### What you need to do
Which lines below fall between the one containing "origin: inv *" and the one containing "or, when it"? Repeat them exactly, counting both of those lines, and add nothing else.

[Material for this task Boundary: Start]

//! Sandbox rendering library
//!
//! A small wgpu renderer for the sandbox world: lit, instanced meshes for
//! cubes, spheres and walls, plus a line pass for the ground grid.
//!
//! ## Key Components
//!
//! - [`context::RenderContext`] - WGPU device, queue, and surface management
//! - [`camera::Camera3D`] - Fly camera with yaw/pitch orientation
//! - [`pipeline::MeshPipeline`] - Instanced, depth-tested triangle meshes
//! - [`pipeline::LinePipeline`] - Ground grid lines
//! - [`renderable::SceneGeometry`] - Converts the World to GPU instances

pub mod camera;
pub mod context;
pub mod pipeline;
pub mod renderable;

// Re-export core types for convenience
pub use sandbox_core::{Color, Material, ObjectKind, SandboxObject, World};

pub use camera::Camera3D;
pub use renderable::{DrawBatch, GridGeometry, MeshId, MeshLibrary, SceneGeometry};
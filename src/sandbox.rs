//! Sandbox application state
//!
//! Owns the world, camera and panel state and carries out input actions
//! and panel commands. Nothing here touches the window or the GPU.

use log::{info, warn};
use sandbox_core::{load_world, save_world, ObjectKey, SpawnError, World};
use sandbox_input::CameraController;
use sandbox_math::Vec3;
use sandbox_render::Camera3D;

use crate::config::AppConfig;
use crate::input::{InputAction, InputContext};
use crate::systems::{SimulationResult, SimulationSystem};
use crate::ui::{StudioState, UiCommand};

/// Something only the window owner can do
#[derive(Debug, Clone, Copy, PartialEq, Eq)]
pub enum WindowRequest {
    Exit,
    ToggleFullscreen,
    /// The mode or language changed; refresh the title
    UpdateTitle,
}

pub struct Sandbox {
    pub world: World,
    pub camera: Camera3D,
    pub controller: CameraController,
    pub studio: StudioState,
    simulation: SimulationSystem,
}

impl Sandbox {
    pub fn from_config(config: &AppConfig) -> Self {
        let world = World::with_physics(config.physics.to_world_config())
            .with_black_hole(config.black_hole.to_black_hole())
            .with_max_objects(config.sandbox.max_objects);

        let camera = Camera3D::new()
            .with_position(Vec3::from_array(config.camera.start_position))
            .with_projection(config.camera.fov, config.camera.near, config.camera.far)
            .with_angles(config.camera.start_yaw, config.camera.start_pitch);

        let mut controller = CameraController::new()
            .with_move_speed(config.input.move_speed)
            .with_look_sensitivity(config.input.mouse_sensitivity)
            .with_smoothing(config.input.smoothing_enabled);
        controller.smoothing_half_life = config.input.smoothing_half_life;

        let studio = StudioState::new(
            config.sandbox.language,
            config.sandbox.default_color,
            config.sandbox.scene_path.clone(),
        );

        Self {
            world,
            camera,
            controller,
            studio,
            simulation: SimulationSystem::new(&config.physics),
        }
    }

    /// What the input mapper needs to know about the UI
    pub fn input_context(&self, ui_wants_input: bool) -> InputContext {
        InputContext {
            edit_mode: self.studio.edit_mode,
            alert_open: self.studio.has_alert(),
            ui_wants_input,
        }
    }

    /// Carry out a mapped input action
    pub fn handle_action(&mut self, action: InputAction) -> Option<WindowRequest> {
        match action {
            InputAction::ToggleEditMode => {
                let on = self.studio.toggle_edit_mode();
                info!("{}", if on { "Studio mode" } else { "View mode" });
                Some(WindowRequest::UpdateTitle)
            }
            InputAction::CloseAlert => {
                self.studio.close_alert();
                None
            }
            InputAction::Exit => Some(WindowRequest::Exit),
            InputAction::ToggleFullscreen => Some(WindowRequest::ToggleFullscreen),
            InputAction::DeleteSelected => {
                self.delete_selected();
                None
            }
            InputAction::ToggleSmoothing => {
                let on = self.controller.toggle_smoothing();
                info!("Input smoothing: {}", if on { "ON" } else { "OFF" });
                None
            }
            InputAction::SelectOrSpawn => {
                self.select_or_spawn();
                None
            }
        }
    }

    /// Carry out a command issued by the panel
    pub fn handle_command(&mut self, command: UiCommand) {
        match command {
            UiCommand::DeleteSelected => {
                self.delete_selected();
            }
            UiCommand::SaveScene => self.save_scene(),
            UiCommand::LoadScene => self.load_scene(),
            UiCommand::CloseAlert => {
                self.studio.close_alert();
            }
        }
    }

    /// Select the object under the crosshair, or spawn one on the ground there
    pub fn select_or_spawn(&mut self) -> Option<ObjectKey> {
        let ray = self.camera.center_ray();
        if let Some(key) = self.world.pick(&ray) {
            self.world.select(key);
            self.studio.sync_selection(&self.world);
            return Some(key);
        }

        match self.world.spawn_at_ray(self.studio.spawn_kind, self.studio.spawn_color, &ray) {
            Ok(key) => {
                self.studio.sync_selection(&self.world);
                Some(key)
            }
            Err(SpawnError::LimitReached { limit }) => {
                warn!("Spawn refused: {} objects already", limit);
                self.studio.show_alert(format!("{} ({})", self.studio.strings().limit_reached, limit));
                None
            }
        }
    }

    /// Remove the selected object and its body
    pub fn delete_selected(&mut self) -> bool {
        let Some(key) = self.world.selected() else {
            return false;
        };
        let removed = self.world.remove(key).is_some();
        self.studio.sync_selection(&self.world);
        removed
    }

    pub fn save_scene(&mut self) {
        let s = self.studio.strings();
        match save_world(&self.world, &self.studio.scene_path) {
            Ok(count) => {
                self.studio.status = Some(format!("{}: {}", s.saved, count));
            }
            Err(e) => {
                warn!("Failed to save {}: {}", self.studio.scene_path, e);
                self.studio.show_alert(format!("{}: {}", s.save_failed, e));
            }
        }
    }

    /// Replace the world with the scene file; on error nothing changes
    pub fn load_scene(&mut self) {
        let s = self.studio.strings();
        match load_world(&mut self.world, &self.studio.scene_path) {
            Ok(count) => {
                self.studio.status = Some(format!("{}: {}", s.loaded, count));
                self.studio.sync_selection(&self.world);
            }
            Err(e) => {
                warn!("Failed to load {}: {}", self.studio.scene_path, e);
                self.studio.show_alert(format!("{}: {}", s.load_failed, e));
            }
        }
    }

    /// Advance one frame on the wall clock
    pub fn update(&mut self) -> SimulationResult {
        self.studio.sync_selection(&self.world);
        let edit = self.studio.edit_fields().copied();
        let result = self
            .simulation
            .update(&mut self.world, &mut self.camera, &mut self.controller, edit.as_ref());
        // The black hole may have consumed the selection
        self.studio.sync_selection(&self.world);
        result
    }

    /// Drop time accumulated while the window was hidden or unfocused
    pub fn pause(&mut self) {
        self.controller.release_all();
        self.simulation.reset_clock();
    }
}
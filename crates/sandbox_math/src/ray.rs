//! Rays and planes for picking
//!
//! Used to place new objects on the ground and to find which object sits
//! under the crosshair.

use crate::{Quat, Vec3};
use serde::{Deserialize, Serialize};

/// An infinite plane: points `p` with `normal · p = distance`
#[derive(Clone, Copy, Debug, PartialEq, Serialize, Deserialize)]
pub struct Plane {
    /// Unit normal
    pub normal: Vec3,
    /// Signed distance from origin along the normal
    pub distance: f32,
}

impl Plane {
    /// Create a plane from a normal and distance; the normal is normalized
    pub fn new(normal: Vec3, distance: f32) -> Self {
        Self {
            normal: normal.normalize_or_zero(),
            distance,
        }
    }

    /// Horizontal plane at the given height
    pub fn horizontal(y: f32) -> Self {
        Self::new(Vec3::Y, y)
    }

    /// Signed distance of a point (positive on the normal side)
    #[inline]
    pub fn signed_distance(&self, point: Vec3) -> f32 {
        self.normal.dot(point) - self.distance
    }
}

/// A half-line with origin and unit direction
#[derive(Clone, Copy, Debug, PartialEq)]
pub struct Ray {
    pub origin: Vec3,
    pub direction: Vec3,
}

impl Ray {
    /// Create a ray; the direction is normalized
    pub fn new(origin: Vec3, direction: Vec3) -> Self {
        Self {
            origin,
            direction: direction.normalize_or_zero(),
        }
    }

    /// Point at distance `t` along the ray
    #[inline]
    pub fn at(&self, t: f32) -> Vec3 {
        self.origin + self.direction * t
    }

    /// Distance along the ray to the plane, if it is hit in front of the origin
    pub fn intersect_plane(&self, plane: &Plane) -> Option<f32> {
        let denom = plane.normal.dot(self.direction);
        if denom.abs() < 1e-6 {
            // Parallel; a ray lying in the plane counts as hitting at the origin
            return (plane.signed_distance(self.origin).abs() < 1e-6).then_some(0.0);
        }
        let t = -plane.signed_distance(self.origin) / denom;
        (t >= 0.0).then_some(t)
    }

    /// Point where the ray meets the plane
    pub fn intersect_plane_point(&self, plane: &Plane) -> Option<Vec3> {
        self.intersect_plane(plane).map(|t| self.at(t))
    }

    /// Distance to the first hit on a sphere surface, or 0 when starting inside
    pub fn intersect_sphere(&self, center: Vec3, radius: f32) -> Option<f32> {
        let oc = self.origin - center;
        let b = oc.dot(self.direction);
        let c = oc.length_squared() - radius * radius;
        if c <= 0.0 {
            return Some(0.0);
        }
        let disc = b * b - c;
        if disc < 0.0 {
            return None;
        }
        let t = -b - disc.sqrt();
        (t >= 0.0).then_some(t)
    }

    /// Slab test against an axis-aligned box
    pub fn intersect_aabb(&self, min: Vec3, max: Vec3) -> Option<f32> {
        let mut t_min = 0.0f32;
        let mut t_max = f32::INFINITY;

        for axis in 0..3 {
            let origin = self.origin[axis];
            let dir = self.direction[axis];
            if dir.abs() < 1e-8 {
                if origin < min[axis] || origin > max[axis] {
                    return None;
                }
                continue;
            }
            let inv = 1.0 / dir;
            let mut t0 = (min[axis] - origin) * inv;
            let mut t1 = (max[axis] - origin) * inv;
            if t0 > t1 {
                std::mem::swap(&mut t0, &mut t1);
            }
            t_min = t_min.max(t0);
            t_max = t_max.min(t1);
            if t_min > t_max {
                return None;
            }
        }

        Some(t_min)
    }

    /// Hit test against an oriented box given by center, rotation and half-extents
    pub fn intersect_oriented_box(&self, center: Vec3, rotation: Quat, half_extents: Vec3) -> Option<f32> {
        let inv = rotation.inverse();
        let local = Ray {
            origin: inv * (self.origin - center),
            direction: inv * self.direction,
        };
        local.intersect_aabb(-half_extents, half_extents)
    }
}
//! Black hole: an inverse-distance point attractor with a capture radius
//!
//! Each tick every dynamic body is either pulled toward the hole or, when it
//! is already inside the capture radius, reported as captured. Removing the
//! captured bodies (and whatever owns them) is left to the caller.

use crate::body::BodyKey;
use crate::world::PhysicsWorld;
use sandbox_math::Vec3;
use serde::{Deserialize, Serialize};

#[derive(Clone, Copy, Debug, PartialEq, Serialize, Deserialize)]
#[serde(default)]
pub struct BlackHole {
    pub enabled: bool,
    pub position: Vec3,
    /// Force at unit distance; falls off as 1/distance
    pub strength: f32,
    /// Bodies closer than this are consumed
    pub capture_radius: f32,
}

impl Default for BlackHole {
    fn default() -> Self {
        Self {
            enabled: false,
            position: Vec3::new(0.0, 50.0, 0.0),
            strength: 20000.0,
            capture_radius: 10.0,
        }
    }
}

/// What the black hole does to a body at a given position
#[derive(Clone, Copy, Debug, PartialEq)]
pub enum Pull {
    Force(Vec3),
    Captured,
}

impl BlackHole {
    /// Pull on a body at `position`
    pub fn pull_at(&self, position: Vec3) -> Pull {
        let delta = self.position - position;
        let dist = delta.length();
        if dist < self.capture_radius || dist <= f32::EPSILON {
            return Pull::Captured;
        }
        Pull::Force(delta / dist * (self.strength / dist))
    }

    /// Apply the pull to every dynamic body and return the captured ones
    ///
    /// Static bodies are skipped entirely. Does nothing when disabled.
    pub fn apply(&self, physics: &mut PhysicsWorld) -> Vec<BodyKey> {
        let mut captured = Vec::new();
        if !self.enabled {
            return captured;
        }

        let keys: Vec<BodyKey> = physics.body_keys().collect();
        for key in keys {
            let Some(body) = physics.get_body_mut(key) else {
                continue;
            };
            if body.is_static {
                continue;
            }
            match self.pull_at(body.position) {
                Pull::Force(force) => body.apply_force(force),
                Pull::Captured => captured.push(key),
            }
        }
        captured
    }
}

#[cfg(test)]
mod tests {
    use super::*;
    use crate::body::RigidBody;

    fn hole() -> BlackHole {
        BlackHole {
            enabled: true,
            position: Vec3::ZERO,
            strength: 100.0,
            capture_radius: 10.0,
        }
    }

    #[test]
    fn test_inverse_distance_force() {
        match hole().pull_at(Vec3::new(20.0, 0.0, 0.0)) {
            Pull::Force(f) => {
                assert!((f.x + 5.0).abs() < 1e-4);
                assert_eq!(f.y, 0.0);
            }
            Pull::Captured => panic!("body outside radius was captured"),
        }
    }

    #[test]
    fn test_capture_inside_radius() {
        assert_eq!(hole().pull_at(Vec3::new(9.9, 0.0, 0.0)), Pull::Captured);
        assert_eq!(hole().pull_at(Vec3::ZERO), Pull::Captured);
    }

    #[test]
    fn test_apply_skips_static_and_reports_captures() {
        let mut physics = PhysicsWorld::new();
        let near = physics.add_body(RigidBody::new_sphere(Vec3::new(1.0, 0.0, 0.0), 1.0));
        let far = physics.add_body(RigidBody::new_sphere(Vec3::new(50.0, 0.0, 0.0), 1.0));
        let wall = physics.add_body(RigidBody::new_static_box(Vec3::new(2.0, 0.0, 0.0), Vec3::ONE));

        let captured = hole().apply(&mut physics);
        assert_eq!(captured, vec![near]);
        assert!(physics.get_body(far).unwrap().force.x < 0.0);
        assert_eq!(physics.get_body(wall).unwrap().force, Vec3::ZERO);
    }

    #[test]
    fn test_disabled_does_nothing() {
        let mut physics = PhysicsWorld::new();
        let key = physics.add_body(RigidBody::new_sphere(Vec3::new(1.0, 0.0, 0.0), 1.0));
        let off = BlackHole {
            enabled: false,
            ..hole()
        };
        assert!(off.apply(&mut physics).is_empty());
        assert_eq!(physics.get_body(key).unwrap().force, Vec3::ZERO);
    }
}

[Material for this task Boundary: End]

### Answer to the exercise
            origin: inv * (self.origin - center),
            direction: inv * self.direction,
        };
        local.intersect_aabb(-half_extents, half_extents)
    }
}
//! Black hole: an inverse-distance point attractor with a capture radius
//!
//! Each tick every dynamic body is either pulled toward the hole or, when it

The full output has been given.